● **Problem**:
Nothing but an exact repetition of the entries should appear in the answer.

Collected data entries:
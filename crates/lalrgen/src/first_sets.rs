//! Calculation of nullable symbols and first sets.

use crate::{
    bitset::TerminalSet,
    grammar::{Grammar, NonterminalID, SymbolID},
    util::{display_fn, get_two_mut},
};
use bit_set::BitSet;
use std::fmt;

#[derive(Debug)]
pub struct FirstSets {
    /// Nonterminals deriving the empty string.
    nullables: BitSet,
    /// Nonterminals from which an epsilon production is reachable through
    /// the leftmost symbols. Drives the epsilon-closure of states.
    empties: BitSet,
    first: Vec<TerminalSet>,
}

impl FirstSets {
    #[tracing::instrument(skip_all)]
    pub fn new(g: &Grammar) -> Self {
        let mut sets = Self {
            nullables: BitSet::with_capacity(g.nonterminals.len()),
            empties: BitSet::with_capacity(g.nonterminals.len()),
            first: vec![TerminalSet::new(g.terminals.len()); g.nonterminals.len()],
        };

        let mut passes = 0;
        while sets.propagate_empties(g) {
            passes += 1;
        }
        while sets.propagate_first(g) {
            passes += 1;
        }
        tracing::trace!("first sets converged after {} passes", passes);

        sets
    }

    /// Run one pass of the epsilon-closure flag propagation, returning
    /// whether any flag was newly set.
    pub fn propagate_empties(&mut self, g: &Grammar) -> bool {
        let mut changed = false;
        for production in g.productions.values() {
            let left = production.left().index();
            let marked = match production.right().first() {
                None => true,
                Some(SymbolID::N(n)) => self.empties.contains(n.index()),
                Some(SymbolID::T(..)) => false,
            };
            if marked && self.empties.insert(left) {
                changed = true;
            }
        }
        changed
    }

    /// Run one pass over all productions updating the nullable flags and
    /// the first sets, returning whether anything grew.
    pub fn propagate_first(&mut self, g: &Grammar) -> bool {
        let mut changed = false;
        'productions: for production in g.productions.values() {
            let h = production.left().index();
            for symbol in production.right() {
                match *symbol {
                    SymbolID::T(t) => {
                        changed |= self.first[h].insert(t);
                        continue 'productions;
                    }
                    SymbolID::N(n) => {
                        if n.index() != h {
                            let (first_h, first_n) = get_two_mut(&mut self.first, h, n.index());
                            changed |= first_h.union_with(first_n);
                        }
                        if !self.nullables.contains(n.index()) {
                            continue 'productions;
                        }
                    }
                }
            }
            changed |= self.nullables.insert(h);
        }
        changed
    }

    pub fn is_nullable(&self, n: NonterminalID) -> bool {
        self.nullables.contains(n.index())
    }

    /// Whether the epsilon-closure of an item before `n` adds epsilon items.
    pub fn has_empty(&self, n: NonterminalID) -> bool {
        self.empties.contains(n.index())
    }

    pub fn first(&self, n: NonterminalID) -> &TerminalSet {
        &self.first[n.index()]
    }

    /// Add `First(symbols)` into `set`.
    pub fn first_of(&self, symbols: &[SymbolID], set: &mut TerminalSet) {
        for symbol in symbols {
            match *symbol {
                SymbolID::T(t) => {
                    set.insert(t);
                    return;
                }
                SymbolID::N(n) => {
                    set.union_with(self.first(n));
                    if !self.is_nullable(n) {
                        return;
                    }
                }
            }
        }
    }

    /// Whether every symbol of `symbols` derives the empty string.
    pub fn is_nullable_seq(&self, symbols: &[SymbolID]) -> bool {
        symbols
            .iter()
            .all(|symbol| matches!(symbol, SymbolID::N(n) if self.is_nullable(*n)))
    }

    pub fn display<'g>(&'g self, g: &'g Grammar) -> impl fmt::Display + 'g {
        display_fn(move |f| {
            write!(f, "EMPTY nonterminals:")?;
            for nonterminal in g.nonterminals.values() {
                if self.has_empty(nonterminal.id()) {
                    write!(f, " {}", nonterminal)?;
                }
            }
            writeln!(f)?;

            writeln!(f, "First:")?;
            for nonterminal in g.nonterminals.values() {
                write!(f, "{}\t[ ", nonterminal)?;
                write!(f, "{}", self.first(nonterminal.id()).display(g))?;
                if self.is_nullable(nonterminal.id()) {
                    write!(f, "@ ")?;
                }
                writeln!(f, "]")?;
            }
            Ok(())
        })
    }
}

#[cfg(test)]
mod tests {
    use super::*;
    use crate::grammar::{SymbolID::*, TerminalID};

    #[test]
    fn nullable_and_first() {
        let mut ids = None;
        let grammar = Grammar::define(|g| {
            let a = g.terminal("a", None)?;
            let b = g.terminal("b", None)?;
            let c = g.terminal("c", None)?;
            let s = g.nonterminal("S")?;
            let x = g.nonterminal("X")?;
            let y = g.nonterminal("Y")?;
            g.start_symbol(s)?;
            g.rule(s, [N(x), N(y), T(c)], None)?;
            g.rule(x, [T(a), N(x)], None)?;
            g.rule(x, [], None)?;
            g.rule(y, [T(b)], None)?;
            g.rule(y, [N(x)], None)?;
            ids = Some((a, b, c, s, x, y));
            Ok(())
        })
        .unwrap();
        let (a, b, c, s, x, y) = ids.unwrap();

        let sets = FirstSets::new(&grammar);
        eprintln!("{}", sets.display(&grammar));

        assert!(sets.is_nullable(x));
        assert!(sets.is_nullable(y));
        assert!(!sets.is_nullable(s));
        assert!(!sets.is_nullable(NonterminalID::START));

        assert!(sets.has_empty(x));
        assert!(sets.has_empty(y));
        // S -> X Y c: X is the leftmost symbol and reaches an epsilon production.
        assert!(sets.has_empty(s));

        assert_eq!(sets.first(x).iter().collect::<Vec<_>>(), vec![a]);
        assert_eq!(sets.first(y).iter().collect::<Vec<_>>(), vec![a, b]);
        assert_eq!(sets.first(s).iter().collect::<Vec<_>>(), vec![a, b, c]);
        assert_eq!(
            sets.first(NonterminalID::START).iter().collect::<Vec<_>>(),
            vec![a, b, c]
        );

        let mut set = TerminalSet::new(grammar.terminals.len());
        sets.first_of(&[N(x), N(y)], &mut set);
        assert!(!set.contains(TerminalID::EOI));
        assert_eq!(set.iter().collect::<Vec<_>>(), vec![a, b]);
        assert!(sets.is_nullable_seq(&[N(x), N(y)]));
        assert!(!sets.is_nullable_seq(&[N(x), T(c)]));
        assert!(sets.is_nullable_seq(&[]));
    }

    #[test]
    fn fixpoint_is_idempotent() {
        let grammar = Grammar::define(|g| {
            let lparen = g.terminal("LPAREN", None)?;
            let rparen = g.terminal("RPAREN", None)?;
            let s = g.nonterminal("S")?;
            let l = g.nonterminal("L")?;
            g.rule(s, [T(lparen), N(l), T(rparen)], None)?;
            g.rule(l, [N(l), N(s)], None)?;
            g.rule(l, [], None)?;
            Ok(())
        })
        .unwrap();

        let mut sets = FirstSets::new(&grammar);
        assert!(!sets.propagate_empties(&grammar));
        assert!(!sets.propagate_first(&grammar));
    }
}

● **Reply**:
filename crates/lalrgen/src/first_sets.rs
//! Calculation of nullable symbols and first sets.

use crate::{
    bitset::TerminalSet,
    grammar::{Grammar, NonterminalID, SymbolID},
    util::{display_fn, get_two_mut},
};
use bit_set::BitSet;
use std::fmt;

#[derive(Debug)]
pub struct FirstSets {
    /// Nonterminals deriving the empty string.
    nullables: BitSet,
    /// Nonterminals from which an epsilon production is reachable through
    /// the leftmost symbols. Drives the epsilon-closure of states.
    empties: BitSet,
    first: Vec<TerminalSet>,
}

impl FirstSets {
    #[tracing::instrument(skip_all)]
    pub fn new(g: &Grammar) -> Self {
        let mut sets = Self {
            nullables: BitSet::with_capacity(g.nonterminals.len()),
            empties: BitSet::with_capacity(g.nonterminals.len()),
            first: vec![TerminalSet::new(g.terminals.len()); g.nonterminals.len()],
        };

        let mut passes = 0;
        while sets.propagate_empties(g) {
            passes += 1;
        }
        while sets.propagate_first(g) {
            passes += 1;
        }
        tracing::trace!("first sets converged after {} passes", passes);

        sets
    }

    /// Run one pass of the epsilon-closure flag propagation, returning
    /// whether any flag was newly set.
    pub fn propagate_empties(&mut self, g: &Grammar) -> bool {
        let mut changed = false;
        for production in g.productions.values() {
            let left = production.left().index();
            let marked = match production.right().first() {
                None => true,
                Some(SymbolID::N(n)) => self.empties.contains(n.index()),
                Some(SymbolID::T(..)) => false,
            };
            if marked && self.empties.insert(left) {
                changed = true;
            }
        }
        changed
    }

    /// Run one pass over all productions updating the nullable flags and
    /// the first sets, returning whether anything grew.
    pub fn propagate_first(&mut self, g: &Grammar) -> bool {
        let mut changed = false;
        'productions: for production in g.productions.values() {
            let h = production.left().index();
            for symbol in production.right() {
                match *symbol {
                    SymbolID::T(t) => {
                        changed |= self.first[h].insert(t);
                        continue 'productions;
                    }
                    SymbolID::N(n) => {
                        if n.index() != h {
                            let (first_h, first_n) = get_two_mut(&mut self.first, h, n.index());
                            changed |= first_h.union_with(first_n);
                        }
                        if !self.nullables.contains(n.index()) {
                            continue 'productions;
                        }
                    }
                }
            }
            changed |= self.nullables.insert(h);
        }
        changed
    }

    pub fn is_nullable(&self, n: NonterminalID) -> bool {
        self.nullables.contains(n.index())
    }

    /// Whether the epsilon-closure of an item before `n` adds epsilon items.
    pub fn has_empty(&self, n: NonterminalID) -> bool {
        self.empties.contains(n.index())
    }

    pub fn first(&self, n: NonterminalID) -> &TerminalSet {
        &self.first[n.index()]
    }

    /// Add `First(symbols)` into `set`.
    pub fn first_of(&self, symbols: &[SymbolID], set: &mut TerminalSet) {
        for symbol in symbols {
            match *symbol {
                SymbolID::T(t) => {
                    set.insert(t);
                    return;
                }
                SymbolID::N(n) => {
                    set.union_with(self.first(n));
                    if !self.is_nullable(n) {
                        return;
                    }
                }
            }
        }
    }

    /// Whether every symbol of `symbols` derives the empty string.
    pub fn is_nullable_seq(&self, symbols: &[SymbolID]) -> bool {
        symbols
            .iter()
            .all(|symbol| matches!(symbol, SymbolID::N(n) if self.is_nullable(*n)))
    }

    pub fn display<'g>(&'g self, g: &'g Grammar) -> impl fmt::Display + 'g {
        display_fn(move |f| {
            write!(f, "EMPTY nonterminals:")?;
            for nonterminal in g.nonterminals.values() {
                if self.has_empty(nonterminal.id()) {
                    write!(f, " {}", nonterminal)?;
                }
            }
            writeln!(f)?;

            writeln!(f, "First:")?;
            for nonterminal in g.nonterminals.values() {
                write!(f, "{}\t[ ", nonterminal)?;
                write!(f, "{}", self.first(nonterminal.id()).display(g))?;
                if self.is_nullable(nonterminal.id()) {
                    write!(f, "@ ")?;
                }
                writeln!(f, "]")?;
            }
            Ok(())
        })
    }
}

#[cfg(test)]
mod tests {
    use super::*;
    use crate::grammar::{SymbolID::*, TerminalID};

    #[test]
    fn nullable_and_first() {
        let mut ids = None;
        let grammar = Grammar::define(|g| {
            let a = g.terminal("a", None)?;
            let b = g.terminal("b", None)?;
            let c = g.terminal("c", None)?;
            let s = g.nonterminal("S")?;
            let x = g.nonterminal("X")?;
            let y = g.nonterminal("Y")?;
            g.start_symbol(s)?;
            g.rule(s, [N(x), N(y), T(c)], None)?;
            g.rule(x, [T(a), N(x)], None)?;
            g.rule(x, [], None)?;
            g.rule(y, [T(b)], None)?;
            g.rule(y, [N(x)], None)?;
            ids = Some((a, b, c, s, x, y));
            Ok(())
        })
        .unwrap();
        let (a, b, c, s, x, y) = ids.unwrap();

        let sets = FirstSets::new(&grammar);
        eprintln!("{}", sets.display(&grammar));

        assert!(sets.is_nullable(x));
        assert!(sets.is_nullable(y));
        assert!(!sets.is_nullable(s));
        assert!(!sets.is_nullable(NonterminalID::START));

        assert!(sets.has_empty(x));
        assert!(sets.has_empty(y));
        // S -> X Y c: X is the leftmost symbol and reaches an epsilon production.
        assert!(sets.has_empty(s));

        assert_eq!(sets.first(x).iter().collect::<Vec<_>>(), vec![a]);
        assert_eq!(sets.first(y).iter().collect::<Vec<_>>(), vec![a, b]);
        assert_eq!(sets.first(s).iter().collect::<Vec<_>>(), vec![a, b, c]);
        assert_eq!(
            sets.first(NonterminalID::START).iter().collect::<Vec<_>>(),
            vec![a, b, c]
        );

        let mut set = TerminalSet::new(grammar.terminals.len());
        sets.first_of(&[N(x), N(y)], &mut set);
        assert!(!set.contains(TerminalID::EOI));
        assert_eq!(set.iter().collect::<Vec<_>>(), vec![a, b]);
        assert!(sets.is_nullable_seq(&[N(x), N(y)]));
        assert!(!sets.is_nullable_seq(&[N(x), T(c)]));
        assert!(sets.is_nullable_seq(&[]));
    }

    #[test]
    fn fixpoint_is_idempotent() {
        let grammar = Grammar::define(|g| {
            let lparen = g.terminal("LPAREN", None)?;
            let rparen = g.terminal("RPAREN", None)?;
            let s = g.nonterminal("S")?;
            let l = g.nonterminal("L")?;
            g.rule(s, [T(lparen), N(l), T(rparen)], None)?;
            g.rule(l, [N(l), N(s)], None)?;
            g.rule(l, [], None)?;
            Ok(())
        })
        .unwrap();

        let mut sets = FirstSets::new(&grammar);
        assert!(!sets.propagate_empties(&grammar));
        assert!(!sets.propagate_first(&grammar));
    }
}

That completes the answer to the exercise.